[Records from a collection]
[Start of Attachment]
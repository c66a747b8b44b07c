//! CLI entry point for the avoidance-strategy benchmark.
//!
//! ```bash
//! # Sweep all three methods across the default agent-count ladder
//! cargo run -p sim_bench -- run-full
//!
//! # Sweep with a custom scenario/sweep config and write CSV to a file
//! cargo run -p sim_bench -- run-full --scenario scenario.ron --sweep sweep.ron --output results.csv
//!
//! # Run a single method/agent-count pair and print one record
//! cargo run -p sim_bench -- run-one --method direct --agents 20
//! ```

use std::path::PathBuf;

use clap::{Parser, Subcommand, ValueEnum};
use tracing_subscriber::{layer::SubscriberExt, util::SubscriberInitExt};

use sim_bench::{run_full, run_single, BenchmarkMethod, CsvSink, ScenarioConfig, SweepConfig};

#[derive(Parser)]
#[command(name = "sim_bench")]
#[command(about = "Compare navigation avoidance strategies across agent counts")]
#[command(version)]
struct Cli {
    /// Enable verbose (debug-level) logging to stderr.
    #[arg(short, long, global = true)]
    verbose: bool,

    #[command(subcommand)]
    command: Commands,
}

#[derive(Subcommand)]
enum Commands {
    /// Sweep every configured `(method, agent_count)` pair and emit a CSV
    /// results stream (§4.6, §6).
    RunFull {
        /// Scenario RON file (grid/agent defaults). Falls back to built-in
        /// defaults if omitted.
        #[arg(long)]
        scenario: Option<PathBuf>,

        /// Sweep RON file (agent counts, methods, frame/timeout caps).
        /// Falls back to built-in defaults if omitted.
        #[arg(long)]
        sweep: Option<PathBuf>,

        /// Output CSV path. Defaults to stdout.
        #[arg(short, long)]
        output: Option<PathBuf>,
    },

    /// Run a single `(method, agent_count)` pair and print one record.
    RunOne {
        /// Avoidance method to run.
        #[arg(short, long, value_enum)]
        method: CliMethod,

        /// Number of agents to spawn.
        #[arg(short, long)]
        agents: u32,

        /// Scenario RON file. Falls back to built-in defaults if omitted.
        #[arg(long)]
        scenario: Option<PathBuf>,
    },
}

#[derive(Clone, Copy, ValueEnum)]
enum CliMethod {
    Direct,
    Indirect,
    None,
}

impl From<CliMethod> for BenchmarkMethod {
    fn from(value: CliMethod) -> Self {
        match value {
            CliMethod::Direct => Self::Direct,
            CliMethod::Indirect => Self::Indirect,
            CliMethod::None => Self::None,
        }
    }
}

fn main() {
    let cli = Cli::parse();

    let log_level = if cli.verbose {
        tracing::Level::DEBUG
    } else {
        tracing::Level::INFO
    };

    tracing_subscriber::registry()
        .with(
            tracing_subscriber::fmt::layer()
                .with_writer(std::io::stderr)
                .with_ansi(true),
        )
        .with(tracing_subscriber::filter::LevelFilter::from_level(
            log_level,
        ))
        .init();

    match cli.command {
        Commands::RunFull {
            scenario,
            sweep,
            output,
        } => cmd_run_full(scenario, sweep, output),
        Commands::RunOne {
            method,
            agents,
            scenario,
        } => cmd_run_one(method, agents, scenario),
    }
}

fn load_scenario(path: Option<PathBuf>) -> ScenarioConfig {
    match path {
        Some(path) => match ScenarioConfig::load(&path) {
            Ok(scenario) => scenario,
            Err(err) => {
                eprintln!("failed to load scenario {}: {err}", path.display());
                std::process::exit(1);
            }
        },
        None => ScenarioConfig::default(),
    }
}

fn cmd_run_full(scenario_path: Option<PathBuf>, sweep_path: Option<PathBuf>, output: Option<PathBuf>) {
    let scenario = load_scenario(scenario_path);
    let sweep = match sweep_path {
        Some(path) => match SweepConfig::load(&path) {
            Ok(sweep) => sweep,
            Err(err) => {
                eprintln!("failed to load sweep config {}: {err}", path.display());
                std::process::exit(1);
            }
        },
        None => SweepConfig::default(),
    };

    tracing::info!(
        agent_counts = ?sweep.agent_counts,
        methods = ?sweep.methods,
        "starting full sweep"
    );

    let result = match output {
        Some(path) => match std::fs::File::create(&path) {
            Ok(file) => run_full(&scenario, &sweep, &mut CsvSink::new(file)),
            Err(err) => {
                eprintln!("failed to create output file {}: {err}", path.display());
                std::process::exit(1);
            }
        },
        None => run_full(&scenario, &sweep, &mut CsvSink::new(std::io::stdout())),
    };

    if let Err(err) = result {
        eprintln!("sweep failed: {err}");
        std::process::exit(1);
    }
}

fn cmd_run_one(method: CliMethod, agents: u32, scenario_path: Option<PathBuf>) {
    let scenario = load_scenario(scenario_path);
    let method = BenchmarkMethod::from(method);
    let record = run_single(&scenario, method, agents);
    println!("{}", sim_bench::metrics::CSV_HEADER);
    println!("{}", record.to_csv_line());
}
[End of Attachment]
* **Directions**: Please write out the entries exactly, keeping every line intact.

* **Written response**:
repository c66a747b8b44b07c
//! CLI entry point for the avoidance-strategy benchmark.
//!
//! ```bash
//! # Sweep all three methods across the default agent-count ladder
//! cargo run -p sim_bench -- run-full
//!
//! # Sweep with a custom scenario/sweep config and write CSV to a file
//! cargo run -p sim_bench -- run-full --scenario scenario.ron --sweep sweep.ron --output results.csv
//!
//! # Run a single method/agent-count pair and print one record
//! cargo run -p sim_bench -- run-one --method direct --agents 20
//! ```

use std::path::PathBuf;

use clap::{Parser, Subcommand, ValueEnum};
use tracing_subscriber::{layer::SubscriberExt, util::SubscriberInitExt};

use sim_bench::{run_full, run_single, BenchmarkMethod, CsvSink, ScenarioConfig, SweepConfig};

#[derive(Parser)]
#[command(name = "sim_bench")]
#[command(about = "Compare navigation avoidance strategies across agent counts")]
#[command(version)]
struct Cli {
    /// Enable verbose (debug-level) logging to stderr.
    #[arg(short, long, global = true)]
    verbose: bool,

    #[command(subcommand)]
    command: Commands,
}

#[derive(Subcommand)]
enum Commands {
    /// Sweep every configured `(method, agent_count)` pair and emit a CSV
    /// results stream (§4.6, §6).
    RunFull {
        /// Scenario RON file (grid/agent defaults). Falls back to built-in
        /// defaults if omitted.
        #[arg(long)]
        scenario: Option<PathBuf>,

        /// Sweep RON file (agent counts, methods, frame/timeout caps).
        /// Falls back to built-in defaults if omitted.
        #[arg(long)]
        sweep: Option<PathBuf>,

        /// Output CSV path. Defaults to stdout.
        #[arg(short, long)]
        output: Option<PathBuf>,
    },

    /// Run a single `(method, agent_count)` pair and print one record.
    RunOne {
        /// Avoidance method to run.
        #[arg(short, long, value_enum)]
        method: CliMethod,

        /// Number of agents to spawn.
        #[arg(short, long)]
        agents: u32,

        /// Scenario RON file. Falls back to built-in defaults if omitted.
        #[arg(long)]
        scenario: Option<PathBuf>,
    },
}

#[derive(Clone, Copy, ValueEnum)]
enum CliMethod {
    Direct,
    Indirect,
    None,
}

impl From<CliMethod> for BenchmarkMethod {
    fn from(value: CliMethod) -> Self {
        match value {
            CliMethod::Direct => Self::Direct,
            CliMethod::Indirect => Self::Indirect,
            CliMethod::None => Self::None,
        }
    }
}

fn main() {
    let cli = Cli::parse();

    let log_level = if cli.verbose {
        tracing::Level::DEBUG
    } else {
        tracing::Level::INFO
    };

    tracing_subscriber::registry()
        .with(
            tracing_subscriber::fmt::layer()
                .with_writer(std::io::stderr)
                .with_ansi(true),
        )
        .with(tracing_subscriber::filter::LevelFilter::from_level(
            log_level,
        ))
        .init();

    match cli.command {
        Commands::RunFull {
            scenario,
            sweep,
            output,
        } => cmd_run_full(scenario, sweep, output),
        Commands::RunOne {
            method,
            agents,
            scenario,
        } => cmd_run_one(method, agents, scenario),
    }
}

fn load_scenario(path: Option<PathBuf>) -> ScenarioConfig {
    match path {
        Some(path) => match ScenarioConfig::load(&path) {
            Ok(scenario) => scenario,
            Err(err) => {
                eprintln!("failed to load scenario {}: {err}", path.display());
                std::process::exit(1);
            }
        },
        None => ScenarioConfig::default(),
    }
}

fn cmd_run_full(scenario_path: Option<PathBuf>, sweep_path: Option<PathBuf>, output: Option<PathBuf>) {
    let scenario = load_scenario(scenario_path);
    let sweep = match sweep_path {
        Some(path) => match SweepConfig::load(&path) {
            Ok(sweep) => sweep,
            Err(err) => {
                eprintln!("failed to load sweep config {}: {err}", path.display());
                std::process::exit(1);
            }
        },
        None => SweepConfig::default(),
    };

    tracing::info!(
        agent_counts = ?sweep.agent_counts,
        methods = ?sweep.methods,
        "starting full sweep"
    );

    let result = match output {
        Some(path) => match std::fs::File::create(&path) {
            Ok(file) => run_full(&scenario, &sweep, &mut CsvSink::new(file)),
            Err(err) => {
                eprintln!("failed to create output file {}: {err}", path.display());
                std::process::exit(1);
            }
        },
        None => run_full(&scenario, &sweep, &mut CsvSink::new(std::io::stdout())),
    };

    if let Err(err) = result {
        eprintln!("sweep failed: {err}");
        std::process::exit(1);
    }
}

fn cmd_run_one(method: CliMethod, agents: u32, scenario_path: Option<PathBuf>) {
    let scenario = load_scenario(scenario_path);
    let method = BenchmarkMethod::from(method);
    let record = run_single(&scenario, method, agents);
    println!("{}", sim_bench::metrics::CSV_HEADER);
    println!("{}", record.to_csv_line());
}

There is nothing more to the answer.